Indigenous breeds. In large areas, pre-Quaternary marine and continental rocks, united under the name "bedrocks", come to the surface. These breeds are especially common in the Volga region, as well as in the foothills and mountainous countries. Among the bedrocks, carbonate and marl loams and clays, limestones, and sandy deposits are widespread. It should be noted that many sandy bedrocks are enriched in nutrients. In addition to quartz, these sands contain significant amounts of other minerals: micas, feldspars, some silicates, etc. As a parent rock, they differ sharply from ancient alluvial quartz sands. The composition of the bedrocks is very diverse and insufficiently studied.
metamorphic rocks are igneous and sedimentary rocks altered by temperature, pressure and chemically active substances.

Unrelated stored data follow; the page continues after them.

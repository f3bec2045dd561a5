//! TMDB (The Movie Database) catalog client.
//!
//! Uses TMDB API v3: https://developer.themoviedb.org/docs

use tracing::{debug, info};
use trailfetch_core::MediaType;

use crate::provider::CatalogProvider;
use crate::{CatalogDetails, MetadataError};

const BASE_URL: &str = "https://api.themoviedb.org/3";

pub struct TmdbClient {
    api_key: Option<String>,
    base_url: String,
    client: reqwest::Client,
}

impl TmdbClient {
    pub fn new(api_key: Option<String>) -> Self {
        Self::with_base_url(api_key, BASE_URL.to_string())
    }

    pub fn with_base_url(api_key: Option<String>, base_url: String) -> Self {
        Self {
            api_key,
            base_url,
            client: reqwest::Client::new(),
        }
    }

    async fn get_json(
        &self,
        api_key: &str,
        path: &str,
        params: &[(&str, &str)],
    ) -> Result<serde_json::Value, MetadataError> {
        let mut all_params = vec![("api_key", api_key)];
        all_params.extend_from_slice(params);

        let url = format!("{}{path}", self.base_url);
        debug!(url = %url, "TMDB request");

        let resp = self
            .client
            .get(&url)
            .query(&all_params)
            .send()
            .await
            .map_err(|e| MetadataError::Network(e.to_string()))?;

        if !resp.status().is_success() {
            return Err(MetadataError::Provider(format!(
                "TMDB returned {}",
                resp.status()
            )));
        }

        resp.json()
            .await
            .map_err(|e| MetadataError::Provider(format!("parse JSON: {e}")))
    }
}

#[async_trait::async_trait]
impl CatalogProvider for TmdbClient {
    fn name(&self) -> &str {
        "tmdb"
    }

    async fn resolve_id(
        &self,
        title: &str,
        year: &str,
        media_type: MediaType,
    ) -> Result<Option<String>, MetadataError> {
        let Some(api_key) = self.api_key.as_deref() else {
            debug!("no TMDB key configured, skipping id resolution");
            return Ok(None);
        };

        let (path, year_param) = match media_type {
            MediaType::Movie => ("/search/movie", "year"),
            MediaType::Series => ("/search/tv", "first_air_date_year"),
        };

        info!(title = title, year = year, kind = %media_type, "searching TMDB for catalog id");
        let data = self
            .get_json(api_key, path, &[("query", title), (year_param, year)])
            .await?;

        Ok(first_result_id(&data))
    }

    async fn details(
        &self,
        id: Option<&str>,
        media_type: MediaType,
    ) -> Result<Option<CatalogDetails>, MetadataError> {
        let (Some(api_key), Some(id)) = (self.api_key.as_deref(), id) else {
            return Ok(None);
        };

        let path = match media_type {
            MediaType::Movie => format!("/movie/{id}"),
            MediaType::Series => format!("/tv/{id}"),
        };

        info!(id = id, kind = %media_type, "querying TMDB for title details");
        let data = self.get_json(api_key, &path, &[]).await?;

        Ok(match media_type {
            MediaType::Movie => parse_movie_details(&data),
            MediaType::Series => parse_series_details(&data),
        })
    }
}

/// First search result's id, or `None` on an empty result set.
fn first_result_id(data: &serde_json::Value) -> Option<String> {
    data["results"]
        .as_array()
        .and_then(|results| results.first())
        .and_then(|r| r["id"].as_u64())
        .map(|id| id.to_string())
}

fn parse_movie_details(data: &serde_json::Value) -> Option<CatalogDetails> {
    Some(CatalogDetails::Movie {
        original_title: data["original_title"].as_str()?.to_string(),
        original_language: data["original_language"].as_str()?.to_string(),
    })
}

fn parse_series_details(data: &serde_json::Value) -> Option<CatalogDetails> {
    // Series use `original_name` upstream, not `original_title`.
    Some(CatalogDetails::Series {
        original_name: data["original_name"].as_str()?.to_string(),
        original_language: data["original_language"].as_str()?.to_string(),
    })
}

#[cfg(test)]
mod tests {
    use super::*;
    use httpmock::prelude::*;

    #[test]
    fn first_result_id_from_search_json() {
        let json = serde_json::json!({
            "total_results": 2,
            "results": [
                { "id": 651881, "title": "Bye Bye Morons" },
                { "id": 9999, "title": "Other" }
            ]
        });
        assert_eq!(first_result_id(&json).as_deref(), Some("651881"));
    }

    #[test]
    fn first_result_id_empty_results() {
        let json = serde_json::json!({ "total_results": 0, "results": [] });
        assert_eq!(first_result_id(&json), None);
    }

    #[test]
    fn parse_movie_details_from_json() {
        let json = serde_json::json!({
            "title": "Bye Bye Morons",
            "original_title": "Adieu les cons",
            "original_language": "fr",
            "release_date": "2020-10-21"
        });
        assert_eq!(
            parse_movie_details(&json),
            Some(CatalogDetails::Movie {
                original_title: "Adieu les cons".into(),
                original_language: "fr".into(),
            })
        );
    }

    #[test]
    fn parse_series_details_uses_original_name() {
        let json = serde_json::json!({
            "name": "Money Heist",
            "original_name": "La casa de papel",
            "original_language": "es",
            "first_air_date": "2017-05-02"
        });
        assert_eq!(
            parse_series_details(&json),
            Some(CatalogDetails::Series {
                original_name: "La casa de papel".into(),
                original_language: "es".into(),
            })
        );
    }

    #[test]
    fn parse_details_missing_fields() {
        let json = serde_json::json!({ "status_message": "not quite right" });
        assert_eq!(parse_movie_details(&json), None);
        assert_eq!(parse_series_details(&json), None);
    }

    #[tokio::test]
    async fn resolve_id_without_key_is_none() {
        let client = TmdbClient::new(None);
        let id = client
            .resolve_id("Alpha", "2020", MediaType::Movie)
            .await
            .unwrap();
        assert_eq!(id, None);
    }

    #[tokio::test]
    async fn details_without_id_is_none() {
        let client = TmdbClient::new(Some("key".into()));
        let details = client.details(None, MediaType::Movie).await.unwrap();
        assert_eq!(details, None);
    }

    #[tokio::test]
    async fn resolve_id_hits_movie_search_endpoint() {
        let server = MockServer::start();
        let mock = server.mock(|when, then| {
            when.method(GET)
                .path("/search/movie")
                .query_param("api_key", "key")
                .query_param("query", "Alpha")
                .query_param("year", "2020");
            then.status(200)
                .json_body(serde_json::json!({ "results": [{ "id": 100 }] }));
        });

        let client = TmdbClient::with_base_url(Some("key".into()), server.base_url());
        let id = client
            .resolve_id("Alpha", "2020", MediaType::Movie)
            .await
            .unwrap();

        mock.assert();
        assert_eq!(id.as_deref(), Some("100"));
    }

    #[tokio::test]
    async fn resolve_id_hits_series_search_endpoint() {
        let server = MockServer::start();
        let mock = server.mock(|when, then| {
            when.method(GET)
                .path("/search/tv")
                .query_param("query", "Gamma")
                .query_param("first_air_date_year", "2021");
            then.status(200)
                .json_body(serde_json::json!({ "results": [{ "id": 4242 }] }));
        });

        let client = TmdbClient::with_base_url(Some("key".into()), server.base_url());
        let id = client
            .resolve_id("Gamma", "2021", MediaType::Series)
            .await
            .unwrap();

        mock.assert();
        assert_eq!(id.as_deref(), Some("4242"));
    }

    #[tokio::test]
    async fn details_surface_upstream_failure() {
        let server = MockServer::start();
        server.mock(|when, then| {
            when.method(GET).path("/movie/100");
            then.status(500);
        });

        let client = TmdbClient::with_base_url(Some("key".into()), server.base_url());
        let err = client
            .details(Some("100"), MediaType::Movie)
            .await
            .unwrap_err();
        assert!(matches!(err, MetadataError::Provider(_)));
    }
}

Metamorphosis of rocks occurs under the influence of the following factors:
Pressure arising from mountain building processes;
Temperature increase caused by magma penetrating into the lithosphere, hot aqueous solutions and gases carrying new chemically active compounds;
Pressure of overlying rocks.
One of the latest classifications of metamorphism is given in Table. 2.6.
Table 2.6. Classification of metamorphism of rocks
| Type of metamorphism | Factors of metamorphism |
| Immersion metamorphism | Increase in pressure, circulation of aqueous solutions |
| Heating Metamorphism | temperature rise |
| Hydration metamorphism | Interaction of rocks with aqueous solutions |
| Dislocation metamorphism | Tectonic deformations |
| Impact (shock) metamorphism | The fall of large meteorites, powerful endogenous explosions |
For example, during the accumulation of sedimentary rocks with a thickness of 10 - 14 km, their lower layers experience enormous pressure, accompanied by an increase in temperature and recrystallization of the entire material. As a result of this process, first shales are formed from clays, and then gneisses, resembling granite in composition. The composition of gneisses is different. From sands in the presence of iron compounds, first sandstones are formed, which crumble very easily with little effort, and then quartzites, i.e. crystalline rock. Quartzites and gneisses retain the layered structure characteristic of sedimentary rocks. Limestones recrystallize to form marble.
Thus, the processes of metamorphism, as it were, conclude a cycle of changes that occur with rocks.